Suppose we have a set of scalars $x$ along with class labels $y$, and our data is linearly separable. Furthermore, suppose our model is $P(Y = 1 \: \big| \: X = x) = \sigma(\beta_0 + \beta_1 x)$. If we can create the following classifier, for some constant $x_0$:

$$classify(x) = \begin{cases} 1 && x \geq x_0 \\ 0 && x < x_0 \end{cases}$$

Then, $\beta_1 \rightarrow \infty$ (or, in terms of past exam questions, "our parameters diverge to positive infinity"). Intuitively speaking, this is the case where all of the class 1 points are "to the right" of all of the class 0 points.

In the opposite case, where we can create the following classifier:

$$classify(x) = \begin{cases} 0 && x \geq x_0 \\ 1 && x < x_0 \end{cases}$$

Then, $\beta_1 \rightarrow - \infty$ (or, again, in terms of past exam questions, "our parameters diverge to negative infinity"). This is the case where all of the class 1 points are "to the left" of all of the class 0 points.

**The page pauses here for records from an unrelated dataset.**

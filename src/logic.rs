/*
Collection operations on todos.
Module was independently written from HTTP / file storage for testing
*/

use crate::models::{CreateTodoInput, Todo, UpdateTodoInput};

// Exact string match on id: no trimming, no case folding.
pub fn find_todo<'a>(todos: &'a [Todo], id: &str) -> Option<&'a Todo> {
    todos.iter().find(|t| t.id == id)
}

pub fn find_todo_mut<'a>(todos: &'a mut [Todo], id: &str) -> Option<&'a mut Todo> {
    todos.iter_mut().find(|t| t.id == id)
}

// Append a new todo under `id`. Missing title/description are stored empty.
pub fn create_todo(todos: &mut Vec<Todo>, id: String, input: CreateTodoInput) {
    todos.push(Todo {
        id,
        title: input.title.unwrap_or_default(),
        description: input.description.unwrap_or_default(),
        completed: false,
    });
}

// Overwrite only the fields the client supplied.
pub fn apply_update(todo: &mut Todo, input: UpdateTodoInput) {
    if let Some(title) = input.title {
        todo.title = title;
    }
    if let Some(description) = input.description {
        todo.description = description;
    }
    if let Some(completed) = input.completed {
        todo.completed = completed;
    }
}

// Returns false when nothing matched.
pub fn remove_todo(todos: &mut Vec<Todo>, id: &str) -> bool {
    let before = todos.len();
    todos.retain(|t| t.id != id);
    todos.len() != before
}
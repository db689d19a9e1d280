// Define data modules
mod config; // CLI flags / env (bind address, data file)
mod error; // AppError and its HTTP mapping
mod extract; // Lenient JSON body extractor
mod logic; // Pure collection operations
mod models; // Data structures (Todo, request bodies)
mod repository; // Serialized load -> mutate -> save over the store
mod routes_todos; // HTTP handlers for todo APIs
mod store; // Persistent storage (load/save the JSON file)

use std::sync::Arc;

use anyhow::Context;
use axum::{Router, routing::get};
use clap::Parser;
use tower_http::trace::TraceLayer;
use tracing_subscriber::EnvFilter;

use crate::config::Config;
use crate::repository::{TodoRepository, UuidV4Ids};
use crate::routes_todos::AppState;
use crate::store::Store;

fn app(state: AppState) -> Router {
    Router::new()
        .route(
            "/todos",
            get(routes_todos::list_todos)
                .post(routes_todos::create_todo)
                .fallback(routes_todos::not_found),
        )
        .route(
            "/todos/:id",
            get(routes_todos::get_todo)
                .put(routes_todos::update_todo)
                .delete(routes_todos::delete_todo)
                .fallback(routes_todos::not_found),
        )
        .fallback(routes_todos::not_found)
        .layer(TraceLayer::new_for_http())
        .with_state(state)
}

fn init_tracing() {
    tracing_subscriber::fmt()
        .with_env_filter(
            EnvFilter::try_from_default_env().unwrap_or_else(|_| EnvFilter::new("info")),
        )
        .init();
}

async fn shutdown_signal() {
    if let Err(e) = tokio::signal::ctrl_c().await {
        tracing::warn!(error = %e, "failed to listen for ctrl-c");
        std::future::pending::<()>().await;
    }
    tracing::info!("shutting down");
}

#[tokio::main]
async fn main() -> anyhow::Result<()> {
    init_tracing();
    let config = Config::parse();

    let repo = TodoRepository::new(Store::new(&config.data_file), Arc::new(UuidV4Ids));
    let state = AppState { todos: repo };

    let listener = tokio::net::TcpListener::bind(config.bind)
        .await
        .with_context(|| format!("failed to bind {}", config.bind))?;

    tracing::info!(
        addr = %config.bind,
        data_file = %state.todos.store().path().display(),
        "server running"
    );

    axum::serve(listener, app(state))
        .with_graceful_shutdown(shutdown_signal())
        .await
        .context("server error")?;
    Ok(())
}
use axum::{
    async_trait,
    body::Bytes,
    extract::{FromRequest, Request},
    http::{HeaderMap, header::CONTENT_TYPE},
};
use serde::de::DeserializeOwned;

use crate::error::AppError;

/// JSON request body that falls back to `T::default()` when there is nothing
/// to parse: an empty body, or a body labelled with a non-JSON media type.
/// A body with no content type at all is still read as JSON.
///
/// Bodies that claim to be JSON but don't decode into `T` are rejected with
/// [`AppError::InvalidBody`], which keeps serde's message out of the response.
#[derive(Debug)]
pub struct JsonBody<T>(pub T);

#[async_trait]
impl<T, S> FromRequest<S> for JsonBody<T>
where
    T: DeserializeOwned + Default,
    S: Send + Sync,
{
    type Rejection = AppError;

    async fn from_request(req: Request, state: &S) -> Result<Self, Self::Rejection> {
        let other_media_type =
            req.headers().contains_key(CONTENT_TYPE) && !is_json_content_type(req.headers());

        let bytes = Bytes::from_request(req, state)
            .await
            .map_err(|e| AppError::InvalidBody(e.to_string()))?;

        // No body, or some other media type: nothing for us to read.
        if bytes.is_empty() || other_media_type {
            return Ok(Self(T::default()));
        }

        serde_json::from_slice(&bytes)
            .map(Self)
            .map_err(|e| AppError::InvalidBody(e.to_string()))
    }
}

fn is_json_content_type(headers: &HeaderMap) -> bool {
    let Some(value) = headers.get(CONTENT_TYPE).and_then(|v| v.to_str().ok()) else {
        return false;
    };
    let essence = value.split(';').next().unwrap_or_default().trim();
    essence.eq_ignore_ascii_case("application/json")
        || essence.to_ascii_lowercase().ends_with("+json")
}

**Clarification**: Previously, this notebook stated that only $\beta_1$ would approach $\pm \infty$, and not $\beta_0$. This interpretation was not exactly correct, and so I removed any discussion of $\beta_0$ here. @1305 from Spring 2019's Piazza has a nice discussion of this idea (maybe in the future I'll add that information here...)